It's "Guanggun Day" in China and 1,111 lonely hearts are sitting
bashfully across from each other in the vast banquet hall of a
Beijing hotel.
The men -- the true Guanggun or single sticks, as bachelors are
called in China -- are on one side, while the women, known as
Mingming or bright, are on the other. They are all single and
today, the eleventh day of the eleventh month is their day.
The number one plays out in almost every aspect of the day. The
singles paid 111 yuan to attend the get together.
The hope for today's party is that a Guanggun and a Mingming
will meet and become a "guangming" which literally means light.
Guanggun Day or single stick day originated in the 1990s.
College students came up with November 11th with all it's single
digits to celebrate and perhaps wallow in the loneliest number.

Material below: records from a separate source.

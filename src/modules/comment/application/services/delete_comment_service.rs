use async_trait::async_trait;
use uuid::Uuid;

use crate::comment::application::ports::{
    incoming::use_cases::{DeleteCommentError, DeleteCommentUseCase},
    outgoing::{CommentQuery, CommentRepository, CommentRepositoryError},
};

#[derive(Debug, Clone)]
pub struct DeleteCommentService<Q, R>
where
    Q: CommentQuery,
    R: CommentRepository,
{
    query: Q,
    repository: R,
}

impl<Q, R> DeleteCommentService<Q, R>
where
    Q: CommentQuery,
    R: CommentRepository,
{
    pub fn new(query: Q, repository: R) -> Self {
        Self { query, repository }
    }
}

#[async_trait]
impl<Q, R> DeleteCommentUseCase for DeleteCommentService<Q, R>
where
    Q: CommentQuery + Send + Sync,
    R: CommentRepository + Send + Sync,
{
    async fn execute(
        &self,
        requester: &str,
        topic_id: Uuid,
        comment_id: Uuid,
    ) -> Result<(), DeleteCommentError> {
        let comment = self
            .query
            .find_comment(topic_id, comment_id)
            .await
            .map_err(|e| DeleteCommentError::DatabaseError(e.to_string()))?
            .ok_or(DeleteCommentError::CommentNotFound)?;

        if comment.username != requester {
            return Err(DeleteCommentError::Forbidden);
        }

        self.repository
            .delete_comment(comment_id)
            .await
            .map_err(|e| match e {
                CommentRepositoryError::CommentNotFound => DeleteCommentError::CommentNotFound,
                other => DeleteCommentError::DatabaseError(other.to_string()),
            })?;

        tracing::info!(topic_id = %topic_id, comment_id = %comment_id, "Comment deleted");
        Ok(())
    }
}
pub mod outgoing;
use crate::topic::application::ports::outgoing::TopicResult;
use sea_orm::entity::prelude::*;
use uuid::Uuid;

#[derive(Clone, Debug, PartialEq, DeriveEntityModel)]
#[sea_orm(table_name = "topics")]
pub struct Model {
    #[sea_orm(primary_key, auto_increment = false)]
    pub id: Uuid,

    pub created_by: String,

    pub title: String,

    #[sea_orm(column_type = "Text")]
    pub description: String,

    pub created_at: DateTimeWithTimeZone,

    pub updated_at: DateTimeWithTimeZone,
}

impl Model {
    pub fn to_result(&self) -> TopicResult {
        TopicResult {
            id: self.id,
            title: self.title.clone(),
            description: self.description.clone(),
            created_by: self.created_by.clone(),
            created_at: self.created_at.into(),
            updated_at: self.updated_at.into(),
        }
    }
}

#[derive(Copy, Clone, Debug, EnumIter, DeriveRelation)]
pub enum Relation {
    #[sea_orm(has_many = "crate::comment::adapter::outgoing::sea_orm_entity::Entity")]
    Comment,
}

impl Related<crate::comment::adapter::outgoing::sea_orm_entity::Entity> for Entity {
    fn to() -> RelationDef {
        Relation::Comment.def()
    }
}

#[async_trait::async_trait]
impl ActiveModelBehavior for ActiveModel {
    async fn before_save<C>(mut self, _db: &C, _insert: bool) -> Result<Self, DbErr>
    where
        C: ConnectionTrait,
    {
        #[cfg(feature = "no_db_triggers")]
        {
            use chrono::Utc;
            use sea_orm::ActiveValue::Set;

            let insert = _insert;
            if !insert {
                self.updated_at = Set(Utc::now().into());
            }
        }

        Ok(self)
    }
}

"At 11 minutes past 11 o'clock on November 11, we started
banging washbasins and shouted,' give me a chance to love you',
only god knows who we were sending the message to", Zhang Xiaohao,
30, in recalling a Guanggun Day when he was a university
student.
Still single and still shouting, Zhang is now an engineer with a
US-based software company. He says he works late almost every night
and his "social circle is too limited, with few women around
me."
A survey of "single sticks" conducted by China Youth
Daily showed that 58.6 percent of the respondents say they are
single because they have few opportunities to make new friends.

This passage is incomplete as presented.